A correlação positiva entre resistência ao MTX e concentrações intracelulares dos três metabólitos a seguir, tanto antes quanto depois do tratamento com a droga, sugere que o quimioterápico não está modulando a concentração destes metabólitos. As características basais do metaboloma das linhagens parecem ser determinantes a priori do fenótipo de resistência celular e pouco sofrem com o distúrbio metabólico provocado pelo MTX.
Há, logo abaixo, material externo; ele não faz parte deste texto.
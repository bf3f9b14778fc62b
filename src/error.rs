use axum::{
    Json,
    http::StatusCode,
    response::{IntoResponse, Response},
};
use serde::Serialize;
use thiserror::Error;

use crate::models::ValidationResult;
use crate::repository::StoreError;

#[derive(Error, Debug)]
pub enum AppError {
    #[error("Invalid input: {0}")]
    InvalidInput(String),

    #[error("Not found: {0}")]
    NotFound(String),

    #[error("Unauthorized")]
    Unauthorized,

    #[error("Conflict: {0}")]
    Conflict(String),

    #[error("{}", .0.message)]
    LicenseInvalid(ValidationResult),

    #[error("{}", .0.message)]
    LicenseExpired(ValidationResult),

    #[error("{}", .0.message)]
    LicenseRevoked(ValidationResult),

    #[error("Usage limit exceeded for {0}")]
    UsageLimitExceeded(String),

    #[error("Invalid usage value for {0}")]
    InvalidUsageValue(String),

    #[error("Operation cancelled")]
    Cancelled,

    #[error("Storage error: {0}")]
    Storage(String),

    #[error("JSON error: {0}")]
    Json(#[from] serde_json::Error),

    #[error("Internal error: {0}")]
    Internal(String),
}

impl AppError {
    /// The validation result carried by license rejections, if any.
    pub fn validation_result(&self) -> Option<&ValidationResult> {
        match self {
            AppError::LicenseInvalid(r) | AppError::LicenseExpired(r) | AppError::LicenseRevoked(r) => {
                Some(r)
            }
            _ => None,
        }
    }
}

impl From<StoreError> for AppError {
    fn from(err: StoreError) -> Self {
        match err {
            StoreError::NotFound => AppError::NotFound("Resource not found".into()),
            StoreError::Conflict(msg) => AppError::Conflict(msg),
            StoreError::Cancelled => AppError::Cancelled,
            StoreError::Json(e) => AppError::Storage(format!("Stored JSON is malformed: {}", e)),
            other => AppError::Storage(other.to_string()),
        }
    }
}

#[derive(Serialize)]
struct ErrorResponse {
    error: String,
    #[serde(skip_serializing_if = "Option::is_none")]
    details: Option<String>,
}

impl IntoResponse for AppError {
    fn into_response(self) -> Response {
        let (status, error, details) = match self {
            AppError::LicenseInvalid(result)
            | AppError::LicenseExpired(result)
            | AppError::LicenseRevoked(result) => {
                return (StatusCode::FORBIDDEN, Json(result)).into_response();
            }
            AppError::InvalidInput(msg) => (StatusCode::BAD_REQUEST, "Invalid input", Some(msg)),
            AppError::NotFound(msg) => (StatusCode::NOT_FOUND, "Not found", Some(msg)),
            AppError::Unauthorized => (StatusCode::UNAUTHORIZED, "Unauthorized", None),
            AppError::Conflict(msg) => (StatusCode::CONFLICT, "Conflict", Some(msg)),
            AppError::UsageLimitExceeded(metric) => (
                StatusCode::TOO_MANY_REQUESTS,
                "Usage limit exceeded",
                Some(metric),
            ),
            AppError::InvalidUsageValue(metric) => (
                StatusCode::BAD_REQUEST,
                "Invalid usage value",
                Some(metric),
            ),
            AppError::Cancelled => (StatusCode::REQUEST_TIMEOUT, "Request cancelled", None),
            AppError::Json(e) => (StatusCode::BAD_REQUEST, "Invalid JSON", Some(e.to_string())),
            AppError::Storage(msg) => {
                tracing::error!("Storage error: {}", msg);
                (StatusCode::INTERNAL_SERVER_ERROR, "Internal server error", None)
            }
            AppError::Internal(msg) => {
                tracing::error!("Internal error: {}", msg);
                (StatusCode::INTERNAL_SERVER_ERROR, "Internal server error", None)
            }
        };

        let body = ErrorResponse {
            error: error.to_string(),
            details,
        };

        (status, Json(body)).into_response()
    }
}

pub type Result<T> = std::result::Result<T, AppError>;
 Asparagina: já é sabido desde a década de 1970 que L-asparaginase (um importante quimioterápico que depleta a asparagina do sangue) e MTX podem interagir sinergicamente, dependendo do regime de aplicação das drogas (215–217). Aplicações de MTX seguidas de L-asparaginase se mostraram bem mais eficientes in vivo do que a ordem

inversa dessa aplicação (216). Isto porque a depleção severa de asparagina causou diminuição da síntese proteica e de RNA ribossômico e parada do ciclo celular (218), o que desfavoreceu a ação do MTX. A dose das drogas também pode influenciar no resultado da interação: em linhagem leucêmica murina, o pré-tratamento com baixas doses de L-asparaginase predispôs as células aos efeitos do MTX; altas doses da enzima, ao contrário, protegeram as células do efeito do antifolato (217). A L-asparaginase não alterou a taxa de importação celular do MTX, mas provocou aumento do tempo de duplicação celular e redução dos níveis de MTXPGs, a forma ativa do antifolato retida intracelularmente (219,220). Em suma, estes trabalhos indicam que a depleção de asparagina extracelular provoca um aumento do tempo de duplicação da leucemia, o que induziria resistência ao MTX. Nossos resultados indicam que altas concentrações intracelulares (e não a depleção) do aminoácido estão associadas com resistência ao antifolato, o que sugere que um mecanismo distinto de regulação possa estar acontecendo. O trabalho recente de Krall e cols. (221) demonstrou pela primeira vez uma função metabólica para a asparagina, muito além de apenas servir como matéria-prima para a síntese proteica. Foi mostrado que asparagina funciona como um fator de troca no transporte de aminoácidos, especialmente serina, arginina e histidina e, desta forma, regula a ativação do complexo 1 de Mtor (mTORC1), a síntese proteica e de nucleotídeos e a proliferação celular.